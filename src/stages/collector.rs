//! Sink stage that keeps every row it receives in memory.

use crate::row::{Row, RowShape};
use crate::stage::{Stage, StageContext, StageStatus};
use anyhow::Result;
use parking_lot::Mutex;
use std::sync::Arc;

#[derive(Default)]
struct Collected {
    shape: RowShape,
    rows: Vec<Row>,
}

/// Read side of a [`RowCollector`], usable after (or during) a run.
#[derive(Clone, Default)]
pub struct CollectedRows {
    inner: Arc<Mutex<Collected>>,
}

impl CollectedRows {
    /// Copy of the rows collected so far, in arrival order.
    #[must_use]
    pub fn rows(&self) -> Vec<Row> {
        self.inner.lock().rows.clone()
    }

    /// Take the collected rows, leaving the handle empty.
    pub fn take(&self) -> Vec<Row> {
        std::mem::take(&mut self.inner.lock().rows)
    }

    #[must_use]
    pub fn len(&self) -> usize {
        self.inner.lock().rows.len()
    }

    #[must_use]
    pub fn is_empty(&self) -> bool {
        self.len() == 0
    }

    /// Shape of the inbound rows, known once the pipeline has initialized.
    #[must_use]
    pub fn shape(&self) -> RowShape {
        self.inner.lock().shape.clone()
    }
}

/// Drains its inputs into a [`CollectedRows`] handle.
pub struct RowCollector {
    sink: CollectedRows,
}

impl RowCollector {
    /// A collector and the handle that reads what it gathers.
    pub fn new() -> (Self, CollectedRows) {
        let sink = CollectedRows::default();
        (Self { sink: sink.clone() }, sink)
    }
}

impl Stage for RowCollector {
    fn init(&mut self, input: &RowShape) -> Result<RowShape> {
        self.sink.inner.lock().shape = input.clone();
        Ok(input.clone())
    }

    fn process(&mut self, ctx: &mut StageContext) -> Result<StageStatus> {
        match ctx.get_row()? {
            Some(row) => {
                self.sink.inner.lock().rows.push(row.clone());
                ctx.put_row(row)?;
                Ok(StageStatus::Continue)
            }
            None => Ok(StageStatus::Finished),
        }
    }
}
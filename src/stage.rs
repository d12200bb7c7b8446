//! The stage contract between the runner and processing logic.
//!
//! A [`Stage`] is an independently scheduled processing unit. The runner gives
//! each stage its own thread and a [`StageContext`] holding the stage's queue
//! wiring, counters and error sink, then calls [`Stage::process`] once per
//! tick until the stage reports [`StageStatus::Finished`]. When a stage
//! finishes (or fails, or is cancelled) the runner marks every output queue
//! done exactly once and abandons the input queues it no longer reads.

use crate::error::{ConversionError, QueueError, TokenizeError};
use crate::metrics::StageMetrics;
use crate::queue::StopSignal;
use crate::row::{Row, RowShape};
use crate::router::RowRouter;
use crate::validation::{ErrorMode, RowError, RowErrorCollector};
use anyhow::Result;

/// What a stage wants after one tick.
#[derive(Clone, Copy, Debug, PartialEq, Eq)]
pub enum StageStatus {
    /// Call `process` again.
    Continue,
    /// No more work; outputs will be marked done.
    Finished,
}

/// A pipeline processing unit.
pub trait Stage: Send {
    /// Prepare for a run and return the shape of the rows this stage emits.
    ///
    /// `input` is the shape arriving on the inbound queues (empty for source
    /// stages). The default passes it through unchanged.
    ///
    /// # Errors
    /// Configuration problems that make the stage unusable.
    fn init(&mut self, input: &RowShape) -> Result<RowShape> {
        Ok(input.clone())
    }

    /// Do one unit of work.
    ///
    /// # Errors
    /// Any error fails the stage and the run, except a wrapped
    /// [`QueueError::Cancelled`], which is a clean shutdown. Rows already
    /// emitted still reach downstream stages.
    fn process(&mut self, ctx: &mut StageContext) -> Result<StageStatus>;

    /// Release resources after the last tick, whether or not the run succeeded.
    ///
    /// # Errors
    /// Failures flushing or closing outputs.
    fn dispose(&mut self, _ctx: &mut StageContext) -> Result<()> {
        Ok(())
    }
}

/// Per-stage runtime state handed to [`Stage::process`].
pub struct StageContext {
    name: String,
    router: RowRouter,
    metrics: StageMetrics,
    errors: RowErrorCollector,
    stop: StopSignal,
}

impl StageContext {
    pub fn new(
        name: impl Into<String>,
        router: RowRouter,
        metrics: StageMetrics,
        errors: RowErrorCollector,
        stop: StopSignal,
    ) -> Self {
        Self {
            name: name.into(),
            router,
            metrics,
            errors,
            stop,
        }
    }

    /// A context with no queues, fresh counters and a private stop signal.
    pub fn detached(name: impl Into<String>) -> Self {
        Self::new(
            name,
            RowRouter::new(),
            StageMetrics::new(),
            RowErrorCollector::new(),
            StopSignal::new(),
        )
    }

    #[must_use]
    pub fn name(&self) -> &str {
        &self.name
    }

    #[must_use]
    pub fn metrics(&self) -> &StageMetrics {
        &self.metrics
    }

    #[must_use]
    pub fn errors(&self) -> &RowErrorCollector {
        &self.errors
    }

    #[must_use]
    pub fn router(&self) -> &RowRouter {
        &self.router
    }

    pub fn router_mut(&mut self) -> &mut RowRouter {
        &mut self.router
    }

    #[must_use]
    pub fn is_stopped(&self) -> bool {
        self.stop.is_stopped()
    }

    /// Next inbound row, or `None` once every input is exhausted.
    ///
    /// # Errors
    /// [`QueueError::Cancelled`] on a stop request.
    pub fn get_row(&mut self) -> Result<Option<Row>, QueueError> {
        let row = self.router.receive()?;
        if row.is_some() {
            self.metrics.add_input(1);
        }
        Ok(row)
    }

    /// Send a row to every output.
    ///
    /// # Errors
    /// Propagates the destination queue's error.
    pub fn put_row(&mut self, row: Row) -> Result<(), QueueError> {
        self.router.send(row)?;
        self.metrics.add_output(1);
        Ok(())
    }

    /// Apply `mode` to a row that failed conversion.
    ///
    /// # Errors
    /// Under [`ErrorMode::FailFast`], the conversion error itself.
    pub fn reject(&self, mode: ErrorMode, err: ConversionError) -> Result<()> {
        self.metrics.add_rejected(1);
        match mode {
            ErrorMode::SkipInvalid => Ok(()),
            ErrorMode::LogAndContinue => {
                tracing::warn!(stage = %self.name, line = err.line, field = %err.field, "rejected row: {}", err.reason);
                self.errors.add(&self.name, &err);
                Ok(())
            }
            ErrorMode::FailFast => Err(err.into()),
        }
    }

    /// Handle an input that cannot be read past `err`.
    ///
    /// Counts one rejected row and, like [`reject`](Self::reject), drops,
    /// logs or fails according to `mode`.
    ///
    /// # Errors
    /// `err` itself under [`ErrorMode::FailFast`].
    pub fn reject_input(&self, mode: ErrorMode, input: &str, err: TokenizeError) -> Result<()> {
        self.metrics.add_rejected(1);
        match mode {
            ErrorMode::SkipInvalid => Ok(()),
            ErrorMode::LogAndContinue => {
                tracing::warn!(stage = %self.name, input = %input, "rest of input skipped: {err}");
                self.errors.push(RowError {
                    stage: self.name.clone(),
                    line: err.line(),
                    field_index: 0,
                    field: String::new(),
                    value: input.to_string(),
                    message: err.to_string(),
                });
                Ok(())
            }
            ErrorMode::FailFast => {
                Err(anyhow::Error::new(err).context(format!("read {input}")))
            }
        }
    }

    pub(crate) fn mark_outputs_done(&self) {
        self.router.mark_outputs_done();
    }

    pub(crate) fn abandon_inputs(&self) {
        self.router.abandon_inputs();
    }
}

|---|

### ASSIGNMENT
Send back every entry precisely as given.

### SOLUTION FOR THIS EXERCISE
filename src/stages/collector.rs
//! Sink stage that keeps every row it receives in memory.

use crate::row::{Row, RowShape};
use crate::stage::{Stage, StageContext, StageStatus};
use anyhow::Result;
use parking_lot::Mutex;
use std::sync::Arc;

#[derive(Default)]
struct Collected {
    shape: RowShape,
    rows: Vec<Row>,
}

/// Read side of a [`RowCollector`], usable after (or during) a run.
#[derive(Clone, Default)]
pub struct CollectedRows {
    inner: Arc<Mutex<Collected>>,
}

impl CollectedRows {
    /// Copy of the rows collected so far, in arrival order.
    #[must_use]
    pub fn rows(&self) -> Vec<Row> {
        self.inner.lock().rows.clone()
    }

    /// Take the collected rows, leaving the handle empty.
    pub fn take(&self) -> Vec<Row> {
        std::mem::take(&mut self.inner.lock().rows)
    }

    #[must_use]
    pub fn len(&self) -> usize {
        self.inner.lock().rows.len()
    }

    #[must_use]
    pub fn is_empty(&self) -> bool {
        self.len() == 0
    }

    /// Shape of the inbound rows, known once the pipeline has initialized.
    #[must_use]
    pub fn shape(&self) -> RowShape {
        self.inner.lock().shape.clone()
    }
}

/// Drains its inputs into a [`CollectedRows`] handle.
pub struct RowCollector {
    sink: CollectedRows,
}

impl RowCollector {
    /// A collector and the handle that reads what it gathers.
    pub fn new() -> (Self, CollectedRows) {
        let sink = CollectedRows::default();
        (Self { sink: sink.clone() }, sink)
    }
}

impl Stage for RowCollector {
    fn init(&mut self, input: &RowShape) -> Result<RowShape> {
        self.sink.inner.lock().shape = input.clone();
        Ok(input.clone())
    }

    fn process(&mut self, ctx: &mut StageContext) -> Result<StageStatus> {
        match ctx.get_row()? {
            Some(row) => {
                self.sink.inner.lock().rows.push(row.clone());
                ctx.put_row(row)?;
                Ok(StageStatus::Continue)
            }
            None => Ok(StageStatus::Finished),
        }
    }
}
filename src/stage.rs
repository d12200bb7c7b8446
//! The stage contract between the runner and processing logic.
//!
//! A [`Stage`] is an independently scheduled processing unit. The runner gives
//! each stage its own thread and a [`StageContext`] holding the stage's queue
//! wiring, counters and error sink, then calls [`Stage::process`] once per
//! tick until the stage reports [`StageStatus::Finished`]. When a stage
//! finishes (or fails, or is cancelled) the runner marks every output queue
//! done exactly once and abandons the input queues it no longer reads.

use crate::error::{ConversionError, QueueError, TokenizeError};
use crate::metrics::StageMetrics;
use crate::queue::StopSignal;
use crate::row::{Row, RowShape};
use crate::router::RowRouter;
use crate::validation::{ErrorMode, RowError, RowErrorCollector};
use anyhow::Result;

/// What a stage wants after one tick.
#[derive(Clone, Copy, Debug, PartialEq, Eq)]
pub enum StageStatus {
    /// Call `process` again.
    Continue,
    /// No more work; outputs will be marked done.
    Finished,
}

/// A pipeline processing unit.
pub trait Stage: Send {
    /// Prepare for a run and return the shape of the rows this stage emits.
    ///
    /// `input` is the shape arriving on the inbound queues (empty for source
    /// stages). The default passes it through unchanged.
    ///
    /// # Errors
    /// Configuration problems that make the stage unusable.
    fn init(&mut self, input: &RowShape) -> Result<RowShape> {
        Ok(input.clone())
    }

    /// Do one unit of work.
    ///
    /// # Errors
    /// Any error fails the stage and the run, except a wrapped
    /// [`QueueError::Cancelled`], which is a clean shutdown. Rows already
    /// emitted still reach downstream stages.
    fn process(&mut self, ctx: &mut StageContext) -> Result<StageStatus>;

    /// Release resources after the last tick, whether or not the run succeeded.
    ///
    /// # Errors
    /// Failures flushing or closing outputs.
    fn dispose(&mut self, _ctx: &mut StageContext) -> Result<()> {
        Ok(())
    }
}

/// Per-stage runtime state handed to [`Stage::process`].
pub struct StageContext {
    name: String,
    router: RowRouter,
    metrics: StageMetrics,
    errors: RowErrorCollector,
    stop: StopSignal,
}

impl StageContext {
    pub fn new(
        name: impl Into<String>,
        router: RowRouter,
        metrics: StageMetrics,
        errors: RowErrorCollector,
        stop: StopSignal,
    ) -> Self {
        Self {
            name: name.into(),
            router,
            metrics,
            errors,
            stop,
        }
    }

    /// A context with no queues, fresh counters and a private stop signal.
    pub fn detached(name: impl Into<String>) -> Self {
        Self::new(
            name,
            RowRouter::new(),
            StageMetrics::new(),
            RowErrorCollector::new(),
            StopSignal::new(),
        )
    }

    #[must_use]
    pub fn name(&self) -> &str {
        &self.name
    }

    #[must_use]
    pub fn metrics(&self) -> &StageMetrics {
        &self.metrics
    }

    #[must_use]
    pub fn errors(&self) -> &RowErrorCollector {
        &self.errors
    }

    #[must_use]
    pub fn router(&self) -> &RowRouter {
        &self.router
    }

    pub fn router_mut(&mut self) -> &mut RowRouter {
        &mut self.router
    }

    #[must_use]
    pub fn is_stopped(&self) -> bool {
        self.stop.is_stopped()
    }

    /// Next inbound row, or `None` once every input is exhausted.
    ///
    /// # Errors
    /// [`QueueError::Cancelled`] on a stop request.
    pub fn get_row(&mut self) -> Result<Option<Row>, QueueError> {
        let row = self.router.receive()?;
        if row.is_some() {
            self.metrics.add_input(1);
        }
        Ok(row)
    }

    /// Send a row to every output.
    ///
    /// # Errors
    /// Propagates the destination queue's error.
    pub fn put_row(&mut self, row: Row) -> Result<(), QueueError> {
        self.router.send(row)?;
        self.metrics.add_output(1);
        Ok(())
    }

    /// Apply `mode` to a row that failed conversion.
    ///
    /// # Errors
    /// Under [`ErrorMode::FailFast`], the conversion error itself.
    pub fn reject(&self, mode: ErrorMode, err: ConversionError) -> Result<()> {
        self.metrics.add_rejected(1);
        match mode {
            ErrorMode::SkipInvalid => Ok(()),
            ErrorMode::LogAndContinue => {
                tracing::warn!(stage = %self.name, line = err.line, field = %err.field, "rejected row: {}", err.reason);
                self.errors.add(&self.name, &err);
                Ok(())
            }
            ErrorMode::FailFast => Err(err.into()),
        }
    }

    /// Handle an input that cannot be read past `err`.
    ///
    /// Counts one rejected row and, like [`reject`](Self::reject), drops,
    /// logs or fails according to `mode`.
    ///
    /// # Errors
    /// `err` itself under [`ErrorMode::FailFast`].
    pub fn reject_input(&self, mode: ErrorMode, input: &str, err: TokenizeError) -> Result<()> {
        self.metrics.add_rejected(1);
        match mode {
            ErrorMode::SkipInvalid => Ok(()),
            ErrorMode::LogAndContinue => {
                tracing::warn!(stage = %self.name, input = %input, "rest of input skipped: {err}");
                self.errors.push(RowError {
                    stage: self.name.clone(),
                    line: err.line(),
                    field_index: 0,
                    field: String::new(),
                    value: input.to_string(),
                    message: err.to_string(),
                });
                Ok(())
            }
            ErrorMode::FailFast => {
                Err(anyhow::Error::new(err).context(format!("read {input}")))
            }
        }
    }

    pub(crate) fn mark_outputs_done(&self) {
        self.router.mark_outputs_done();
    }

    pub(crate) fn abandon_inputs(&self) {
        self.router.abandon_inputs();
    }
}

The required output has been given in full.